* **Try it**: Please take the lines from the one holding "let mut control = control;" through the one holding "pub enum IgnoreDefaultArgs" in the data below and copy them exactly.

* **Data provided**:
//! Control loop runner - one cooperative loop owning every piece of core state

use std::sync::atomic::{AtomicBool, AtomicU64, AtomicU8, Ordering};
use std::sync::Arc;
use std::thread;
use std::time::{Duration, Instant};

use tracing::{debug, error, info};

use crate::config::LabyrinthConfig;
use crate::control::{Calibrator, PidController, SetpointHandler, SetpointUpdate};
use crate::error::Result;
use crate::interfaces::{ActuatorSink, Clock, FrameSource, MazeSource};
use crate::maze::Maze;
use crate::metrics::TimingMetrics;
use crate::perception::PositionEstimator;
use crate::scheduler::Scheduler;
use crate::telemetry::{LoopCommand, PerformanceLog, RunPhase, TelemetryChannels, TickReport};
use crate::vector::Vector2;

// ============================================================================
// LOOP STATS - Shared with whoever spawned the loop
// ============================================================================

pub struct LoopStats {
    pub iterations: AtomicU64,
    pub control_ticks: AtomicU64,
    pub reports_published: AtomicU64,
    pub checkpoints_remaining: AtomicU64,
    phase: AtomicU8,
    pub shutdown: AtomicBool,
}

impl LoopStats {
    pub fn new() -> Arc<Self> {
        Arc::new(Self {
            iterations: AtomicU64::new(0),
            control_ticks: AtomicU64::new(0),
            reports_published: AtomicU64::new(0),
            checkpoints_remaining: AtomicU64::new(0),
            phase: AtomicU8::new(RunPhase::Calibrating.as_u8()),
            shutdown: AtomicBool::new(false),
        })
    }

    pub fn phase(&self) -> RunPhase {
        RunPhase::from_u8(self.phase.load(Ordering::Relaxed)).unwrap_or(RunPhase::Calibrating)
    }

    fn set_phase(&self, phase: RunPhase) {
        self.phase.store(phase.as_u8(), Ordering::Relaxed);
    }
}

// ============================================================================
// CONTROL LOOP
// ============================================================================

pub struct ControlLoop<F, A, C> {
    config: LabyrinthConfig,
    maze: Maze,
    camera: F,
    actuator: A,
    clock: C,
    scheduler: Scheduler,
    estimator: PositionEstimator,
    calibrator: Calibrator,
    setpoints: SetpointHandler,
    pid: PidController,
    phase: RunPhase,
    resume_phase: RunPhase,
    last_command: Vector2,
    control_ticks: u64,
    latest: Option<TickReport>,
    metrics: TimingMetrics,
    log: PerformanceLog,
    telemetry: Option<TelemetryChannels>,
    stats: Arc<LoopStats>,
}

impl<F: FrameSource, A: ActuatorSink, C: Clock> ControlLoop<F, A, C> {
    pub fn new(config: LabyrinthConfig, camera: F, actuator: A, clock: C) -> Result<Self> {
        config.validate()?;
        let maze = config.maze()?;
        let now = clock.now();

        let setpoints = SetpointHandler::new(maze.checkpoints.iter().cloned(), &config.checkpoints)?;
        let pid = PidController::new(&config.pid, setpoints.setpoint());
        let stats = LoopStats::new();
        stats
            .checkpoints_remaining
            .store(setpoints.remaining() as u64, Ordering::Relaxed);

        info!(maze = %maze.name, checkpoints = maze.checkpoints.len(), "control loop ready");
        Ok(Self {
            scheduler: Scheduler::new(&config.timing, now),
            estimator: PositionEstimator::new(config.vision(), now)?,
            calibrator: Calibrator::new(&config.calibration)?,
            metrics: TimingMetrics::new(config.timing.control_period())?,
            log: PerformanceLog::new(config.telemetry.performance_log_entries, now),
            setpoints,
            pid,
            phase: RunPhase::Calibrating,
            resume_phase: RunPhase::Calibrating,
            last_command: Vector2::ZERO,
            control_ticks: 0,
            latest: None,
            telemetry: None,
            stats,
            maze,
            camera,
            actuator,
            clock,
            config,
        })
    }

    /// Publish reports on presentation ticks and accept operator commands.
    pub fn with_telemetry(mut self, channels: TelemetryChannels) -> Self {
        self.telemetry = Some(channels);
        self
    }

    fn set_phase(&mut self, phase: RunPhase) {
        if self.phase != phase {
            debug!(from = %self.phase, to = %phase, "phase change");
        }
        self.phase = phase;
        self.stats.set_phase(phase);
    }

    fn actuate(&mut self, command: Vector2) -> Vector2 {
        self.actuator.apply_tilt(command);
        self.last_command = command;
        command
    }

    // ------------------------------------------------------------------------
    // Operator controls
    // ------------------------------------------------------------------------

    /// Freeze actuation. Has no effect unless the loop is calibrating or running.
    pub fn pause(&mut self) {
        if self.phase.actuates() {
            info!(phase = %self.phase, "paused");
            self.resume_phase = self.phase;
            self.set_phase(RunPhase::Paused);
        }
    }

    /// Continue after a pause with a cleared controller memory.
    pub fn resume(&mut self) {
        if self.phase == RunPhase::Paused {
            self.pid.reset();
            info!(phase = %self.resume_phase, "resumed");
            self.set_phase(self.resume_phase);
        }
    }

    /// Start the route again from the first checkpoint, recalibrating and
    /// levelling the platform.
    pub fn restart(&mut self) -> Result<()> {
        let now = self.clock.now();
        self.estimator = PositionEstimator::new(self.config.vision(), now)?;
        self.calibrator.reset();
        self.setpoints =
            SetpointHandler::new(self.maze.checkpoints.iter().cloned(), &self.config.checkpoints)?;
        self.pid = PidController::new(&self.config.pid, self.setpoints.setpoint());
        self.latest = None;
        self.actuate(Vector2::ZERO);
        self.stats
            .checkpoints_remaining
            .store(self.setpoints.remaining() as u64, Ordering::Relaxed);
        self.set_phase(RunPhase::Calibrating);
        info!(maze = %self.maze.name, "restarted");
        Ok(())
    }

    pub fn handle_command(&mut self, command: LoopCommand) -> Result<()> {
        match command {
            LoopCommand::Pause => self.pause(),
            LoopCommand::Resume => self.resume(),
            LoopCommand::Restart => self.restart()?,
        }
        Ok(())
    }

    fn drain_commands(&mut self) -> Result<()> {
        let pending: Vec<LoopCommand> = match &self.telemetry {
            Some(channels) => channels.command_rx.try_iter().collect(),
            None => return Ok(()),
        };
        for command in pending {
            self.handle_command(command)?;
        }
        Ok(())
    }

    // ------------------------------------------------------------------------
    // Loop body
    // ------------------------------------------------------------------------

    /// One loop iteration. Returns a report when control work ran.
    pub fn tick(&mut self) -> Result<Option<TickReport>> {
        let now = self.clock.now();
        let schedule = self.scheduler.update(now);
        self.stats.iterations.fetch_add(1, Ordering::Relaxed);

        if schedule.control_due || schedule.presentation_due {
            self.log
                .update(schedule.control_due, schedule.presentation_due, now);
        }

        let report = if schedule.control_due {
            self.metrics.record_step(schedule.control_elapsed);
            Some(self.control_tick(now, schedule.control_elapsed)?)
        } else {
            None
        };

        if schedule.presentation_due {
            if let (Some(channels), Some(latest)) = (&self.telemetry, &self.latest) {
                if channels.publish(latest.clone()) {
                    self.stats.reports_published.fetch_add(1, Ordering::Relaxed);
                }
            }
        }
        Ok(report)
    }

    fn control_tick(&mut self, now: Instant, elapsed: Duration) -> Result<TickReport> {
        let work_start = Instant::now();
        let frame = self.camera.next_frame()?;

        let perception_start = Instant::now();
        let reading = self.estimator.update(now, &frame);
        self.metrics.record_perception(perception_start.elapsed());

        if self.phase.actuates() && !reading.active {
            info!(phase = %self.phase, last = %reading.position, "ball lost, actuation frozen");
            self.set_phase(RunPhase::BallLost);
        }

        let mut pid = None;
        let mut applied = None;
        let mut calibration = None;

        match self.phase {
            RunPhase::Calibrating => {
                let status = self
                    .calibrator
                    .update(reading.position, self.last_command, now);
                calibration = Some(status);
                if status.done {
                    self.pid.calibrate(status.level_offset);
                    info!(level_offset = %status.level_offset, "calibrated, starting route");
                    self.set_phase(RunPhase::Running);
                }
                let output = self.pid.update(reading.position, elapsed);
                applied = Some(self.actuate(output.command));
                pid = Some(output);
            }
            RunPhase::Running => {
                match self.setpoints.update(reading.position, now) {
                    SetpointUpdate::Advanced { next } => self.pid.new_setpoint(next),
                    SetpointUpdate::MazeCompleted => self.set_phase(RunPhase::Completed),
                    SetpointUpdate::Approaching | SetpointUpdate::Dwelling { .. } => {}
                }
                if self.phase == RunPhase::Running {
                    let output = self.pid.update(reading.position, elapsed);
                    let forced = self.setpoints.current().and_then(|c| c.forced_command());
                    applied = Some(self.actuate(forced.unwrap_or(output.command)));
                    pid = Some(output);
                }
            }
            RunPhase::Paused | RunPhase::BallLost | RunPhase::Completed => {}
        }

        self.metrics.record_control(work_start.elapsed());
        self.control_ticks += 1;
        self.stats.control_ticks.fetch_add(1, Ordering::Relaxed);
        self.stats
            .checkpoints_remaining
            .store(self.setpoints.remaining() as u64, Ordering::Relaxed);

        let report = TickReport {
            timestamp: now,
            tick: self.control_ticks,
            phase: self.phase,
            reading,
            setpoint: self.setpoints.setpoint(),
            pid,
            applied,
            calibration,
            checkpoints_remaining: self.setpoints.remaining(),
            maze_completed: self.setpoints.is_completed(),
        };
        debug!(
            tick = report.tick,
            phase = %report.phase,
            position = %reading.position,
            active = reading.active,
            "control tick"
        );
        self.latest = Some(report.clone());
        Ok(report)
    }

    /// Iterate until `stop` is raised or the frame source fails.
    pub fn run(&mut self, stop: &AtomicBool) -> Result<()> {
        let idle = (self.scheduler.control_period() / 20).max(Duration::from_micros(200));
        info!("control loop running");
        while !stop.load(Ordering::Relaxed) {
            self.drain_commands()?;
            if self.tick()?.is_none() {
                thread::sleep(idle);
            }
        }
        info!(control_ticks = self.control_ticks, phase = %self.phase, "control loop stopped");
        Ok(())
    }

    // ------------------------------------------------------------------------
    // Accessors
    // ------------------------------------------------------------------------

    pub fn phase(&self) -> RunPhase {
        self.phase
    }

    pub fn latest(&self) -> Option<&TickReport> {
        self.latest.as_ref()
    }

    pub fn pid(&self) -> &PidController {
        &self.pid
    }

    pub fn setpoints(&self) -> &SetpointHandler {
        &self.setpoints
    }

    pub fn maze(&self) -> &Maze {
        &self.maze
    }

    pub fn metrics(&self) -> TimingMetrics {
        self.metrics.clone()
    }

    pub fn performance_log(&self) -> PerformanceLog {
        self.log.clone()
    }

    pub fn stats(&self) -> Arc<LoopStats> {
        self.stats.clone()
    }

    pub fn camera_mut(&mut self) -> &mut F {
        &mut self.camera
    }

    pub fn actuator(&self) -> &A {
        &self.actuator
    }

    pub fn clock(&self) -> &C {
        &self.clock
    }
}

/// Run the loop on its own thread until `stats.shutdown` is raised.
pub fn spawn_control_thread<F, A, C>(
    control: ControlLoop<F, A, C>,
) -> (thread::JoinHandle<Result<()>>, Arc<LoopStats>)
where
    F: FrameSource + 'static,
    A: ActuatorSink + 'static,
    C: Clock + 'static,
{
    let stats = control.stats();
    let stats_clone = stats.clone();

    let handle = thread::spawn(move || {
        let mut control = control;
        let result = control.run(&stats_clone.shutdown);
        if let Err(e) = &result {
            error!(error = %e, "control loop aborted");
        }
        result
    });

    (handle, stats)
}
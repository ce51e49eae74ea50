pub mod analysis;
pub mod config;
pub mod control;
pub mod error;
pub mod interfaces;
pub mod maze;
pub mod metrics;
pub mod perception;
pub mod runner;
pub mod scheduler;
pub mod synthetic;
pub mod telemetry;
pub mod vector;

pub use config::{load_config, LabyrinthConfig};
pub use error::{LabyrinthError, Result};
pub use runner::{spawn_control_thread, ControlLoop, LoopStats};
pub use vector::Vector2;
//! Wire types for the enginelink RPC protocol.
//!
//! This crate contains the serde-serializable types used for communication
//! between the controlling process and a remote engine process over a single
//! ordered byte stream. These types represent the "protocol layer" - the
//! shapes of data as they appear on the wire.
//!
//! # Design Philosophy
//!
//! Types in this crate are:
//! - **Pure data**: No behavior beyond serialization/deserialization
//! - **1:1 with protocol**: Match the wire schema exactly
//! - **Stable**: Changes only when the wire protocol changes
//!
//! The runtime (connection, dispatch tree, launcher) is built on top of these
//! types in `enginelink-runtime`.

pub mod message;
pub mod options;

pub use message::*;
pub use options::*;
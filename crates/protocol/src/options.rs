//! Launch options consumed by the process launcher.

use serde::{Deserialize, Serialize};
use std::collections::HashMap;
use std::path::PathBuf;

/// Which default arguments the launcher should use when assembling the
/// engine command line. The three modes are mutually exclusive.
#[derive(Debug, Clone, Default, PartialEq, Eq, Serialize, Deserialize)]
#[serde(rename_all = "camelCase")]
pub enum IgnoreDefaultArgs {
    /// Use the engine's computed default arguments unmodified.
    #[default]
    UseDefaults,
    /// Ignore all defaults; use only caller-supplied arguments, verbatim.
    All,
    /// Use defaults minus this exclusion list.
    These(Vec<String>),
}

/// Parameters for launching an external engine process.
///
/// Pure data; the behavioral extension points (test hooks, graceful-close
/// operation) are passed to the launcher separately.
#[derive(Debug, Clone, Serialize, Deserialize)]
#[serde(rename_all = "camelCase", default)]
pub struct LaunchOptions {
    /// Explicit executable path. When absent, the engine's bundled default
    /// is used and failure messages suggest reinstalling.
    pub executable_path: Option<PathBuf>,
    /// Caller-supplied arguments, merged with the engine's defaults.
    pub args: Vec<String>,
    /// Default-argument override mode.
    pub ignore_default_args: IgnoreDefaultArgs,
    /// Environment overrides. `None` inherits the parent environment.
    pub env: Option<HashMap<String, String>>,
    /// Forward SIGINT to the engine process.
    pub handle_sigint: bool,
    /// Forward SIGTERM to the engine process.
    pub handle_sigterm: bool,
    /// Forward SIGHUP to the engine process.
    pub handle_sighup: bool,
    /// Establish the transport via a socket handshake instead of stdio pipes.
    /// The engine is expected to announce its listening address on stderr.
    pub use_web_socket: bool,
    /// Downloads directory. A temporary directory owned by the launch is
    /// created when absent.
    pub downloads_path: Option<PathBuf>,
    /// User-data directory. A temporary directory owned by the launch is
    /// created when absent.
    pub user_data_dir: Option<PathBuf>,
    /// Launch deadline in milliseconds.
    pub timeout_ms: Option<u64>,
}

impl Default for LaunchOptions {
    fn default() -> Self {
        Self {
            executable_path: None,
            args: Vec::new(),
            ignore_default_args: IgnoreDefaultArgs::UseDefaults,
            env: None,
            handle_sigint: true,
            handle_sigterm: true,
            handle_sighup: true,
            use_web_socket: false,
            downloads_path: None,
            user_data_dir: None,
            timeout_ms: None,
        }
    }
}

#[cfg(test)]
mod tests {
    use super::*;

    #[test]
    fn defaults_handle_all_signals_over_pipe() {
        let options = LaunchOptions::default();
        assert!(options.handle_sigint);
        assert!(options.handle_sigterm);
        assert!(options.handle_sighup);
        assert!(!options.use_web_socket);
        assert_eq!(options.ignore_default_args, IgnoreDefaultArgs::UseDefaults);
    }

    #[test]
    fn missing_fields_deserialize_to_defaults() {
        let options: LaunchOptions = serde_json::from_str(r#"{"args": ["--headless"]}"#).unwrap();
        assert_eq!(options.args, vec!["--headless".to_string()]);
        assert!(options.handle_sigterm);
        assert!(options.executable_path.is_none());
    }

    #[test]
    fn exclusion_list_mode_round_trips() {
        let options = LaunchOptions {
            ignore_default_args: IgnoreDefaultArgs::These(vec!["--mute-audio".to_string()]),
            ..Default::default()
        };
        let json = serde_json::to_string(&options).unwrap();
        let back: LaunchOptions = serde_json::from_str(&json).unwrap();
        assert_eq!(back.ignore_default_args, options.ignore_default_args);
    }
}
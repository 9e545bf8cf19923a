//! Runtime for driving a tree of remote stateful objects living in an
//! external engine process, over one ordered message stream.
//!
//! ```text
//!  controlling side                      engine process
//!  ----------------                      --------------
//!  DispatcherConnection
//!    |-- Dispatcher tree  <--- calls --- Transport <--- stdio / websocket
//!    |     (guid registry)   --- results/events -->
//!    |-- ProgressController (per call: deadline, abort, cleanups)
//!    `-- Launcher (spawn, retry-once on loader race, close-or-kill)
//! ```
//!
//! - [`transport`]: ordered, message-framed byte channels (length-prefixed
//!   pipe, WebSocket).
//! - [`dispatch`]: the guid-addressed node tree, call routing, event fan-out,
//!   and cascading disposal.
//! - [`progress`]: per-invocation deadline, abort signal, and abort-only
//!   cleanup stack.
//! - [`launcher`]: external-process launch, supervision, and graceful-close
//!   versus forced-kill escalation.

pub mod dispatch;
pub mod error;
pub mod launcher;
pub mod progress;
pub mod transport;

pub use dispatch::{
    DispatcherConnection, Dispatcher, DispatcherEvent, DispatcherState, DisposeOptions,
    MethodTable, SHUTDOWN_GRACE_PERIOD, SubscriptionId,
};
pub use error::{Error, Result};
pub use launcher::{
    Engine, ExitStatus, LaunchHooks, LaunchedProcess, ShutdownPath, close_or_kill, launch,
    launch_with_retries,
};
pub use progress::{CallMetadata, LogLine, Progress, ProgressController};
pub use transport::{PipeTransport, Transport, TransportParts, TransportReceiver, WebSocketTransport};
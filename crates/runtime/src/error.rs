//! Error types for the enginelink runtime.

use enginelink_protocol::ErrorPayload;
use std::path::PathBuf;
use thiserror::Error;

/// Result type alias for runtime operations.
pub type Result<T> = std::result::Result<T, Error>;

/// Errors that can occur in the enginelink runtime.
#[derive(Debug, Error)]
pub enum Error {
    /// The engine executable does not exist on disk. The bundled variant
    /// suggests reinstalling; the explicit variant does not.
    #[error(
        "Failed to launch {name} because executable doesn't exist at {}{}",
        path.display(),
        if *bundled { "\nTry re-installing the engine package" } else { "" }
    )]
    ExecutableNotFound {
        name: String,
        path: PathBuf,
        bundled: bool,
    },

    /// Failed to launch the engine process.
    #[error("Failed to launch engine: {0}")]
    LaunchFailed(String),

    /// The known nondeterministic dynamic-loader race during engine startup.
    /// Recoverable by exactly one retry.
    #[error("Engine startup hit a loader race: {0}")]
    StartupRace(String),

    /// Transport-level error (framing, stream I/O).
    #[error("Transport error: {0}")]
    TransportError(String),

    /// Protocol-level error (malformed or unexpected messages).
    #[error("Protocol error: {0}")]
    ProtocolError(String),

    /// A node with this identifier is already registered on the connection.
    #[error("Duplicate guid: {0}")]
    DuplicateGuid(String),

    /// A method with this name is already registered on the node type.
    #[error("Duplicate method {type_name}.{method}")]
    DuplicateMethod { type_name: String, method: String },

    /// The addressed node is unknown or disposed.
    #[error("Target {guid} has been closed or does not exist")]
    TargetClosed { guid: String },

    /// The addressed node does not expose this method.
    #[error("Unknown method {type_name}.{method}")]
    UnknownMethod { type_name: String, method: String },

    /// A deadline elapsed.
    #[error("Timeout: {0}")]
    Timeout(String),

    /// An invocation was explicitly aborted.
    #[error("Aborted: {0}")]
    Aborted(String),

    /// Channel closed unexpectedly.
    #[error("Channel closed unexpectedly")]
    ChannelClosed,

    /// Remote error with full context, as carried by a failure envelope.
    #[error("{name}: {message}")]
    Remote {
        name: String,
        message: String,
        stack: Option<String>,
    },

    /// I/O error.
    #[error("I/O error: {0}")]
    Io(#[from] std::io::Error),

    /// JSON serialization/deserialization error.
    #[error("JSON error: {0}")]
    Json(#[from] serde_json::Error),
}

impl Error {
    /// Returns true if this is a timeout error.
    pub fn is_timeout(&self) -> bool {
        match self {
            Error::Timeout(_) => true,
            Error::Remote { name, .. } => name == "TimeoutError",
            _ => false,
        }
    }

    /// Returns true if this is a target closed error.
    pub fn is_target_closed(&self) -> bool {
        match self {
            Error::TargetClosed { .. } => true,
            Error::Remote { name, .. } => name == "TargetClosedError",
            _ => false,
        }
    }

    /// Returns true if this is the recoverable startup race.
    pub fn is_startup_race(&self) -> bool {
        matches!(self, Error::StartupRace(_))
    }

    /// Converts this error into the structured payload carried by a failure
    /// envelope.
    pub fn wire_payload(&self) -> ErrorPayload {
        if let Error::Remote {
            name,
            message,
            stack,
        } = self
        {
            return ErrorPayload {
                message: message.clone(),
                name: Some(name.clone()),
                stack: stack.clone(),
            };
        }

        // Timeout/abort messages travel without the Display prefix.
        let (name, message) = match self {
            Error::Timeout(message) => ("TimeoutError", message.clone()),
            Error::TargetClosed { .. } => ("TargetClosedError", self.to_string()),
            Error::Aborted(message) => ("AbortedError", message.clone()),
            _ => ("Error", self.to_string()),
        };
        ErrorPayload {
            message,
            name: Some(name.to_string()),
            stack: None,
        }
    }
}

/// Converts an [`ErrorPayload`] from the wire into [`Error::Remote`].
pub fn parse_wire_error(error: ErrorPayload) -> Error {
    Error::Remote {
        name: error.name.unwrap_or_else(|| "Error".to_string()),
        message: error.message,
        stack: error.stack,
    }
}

* **Solved exercise**:
        let mut control = control;
        let result = control.run(&stats_clone.shutdown);
        if let Err(e) = &result {
            error!(error = %e, "control loop aborted");
        }
        result
    });

    (handle, stats)
}
repository ce51e49eae74ea50
pub mod analysis;
pub mod config;
pub mod control;
pub mod error;
pub mod interfaces;
pub mod maze;
pub mod metrics;
pub mod perception;
pub mod runner;
pub mod scheduler;
pub mod synthetic;
pub mod telemetry;
pub mod vector;

pub use config::{load_config, LabyrinthConfig};
pub use error::{LabyrinthError, Result};
pub use runner::{spawn_control_thread, ControlLoop, LoopStats};
pub use vector::Vector2;
//! Wire types for the enginelink RPC protocol.
//!
//! This crate contains the serde-serializable types used for communication
//! between the controlling process and a remote engine process over a single
//! ordered byte stream. These types represent the "protocol layer" - the
//! shapes of data as they appear on the wire.
//!
//! # Design Philosophy
//!
//! Types in this crate are:
//! - **Pure data**: No behavior beyond serialization/deserialization
//! - **1:1 with protocol**: Match the wire schema exactly
//! - **Stable**: Changes only when the wire protocol changes
//!
//! The runtime (connection, dispatch tree, launcher) is built on top of these
//! types in `enginelink-runtime`.

pub mod message;
pub mod options;

pub use message::*;
pub use options::*;
filename crates/protocol/src/options.rs
//! Launch options consumed by the process launcher.

use serde::{Deserialize, Serialize};
use std::collections::HashMap;
use std::path::PathBuf;

/// Which default arguments the launcher should use when assembling the
/// engine command line. The three modes are mutually exclusive.
#[derive(Debug, Clone, Default, PartialEq, Eq, Serialize, Deserialize)]
#[serde(rename_all = "camelCase")]
pub enum IgnoreDefaultArgs {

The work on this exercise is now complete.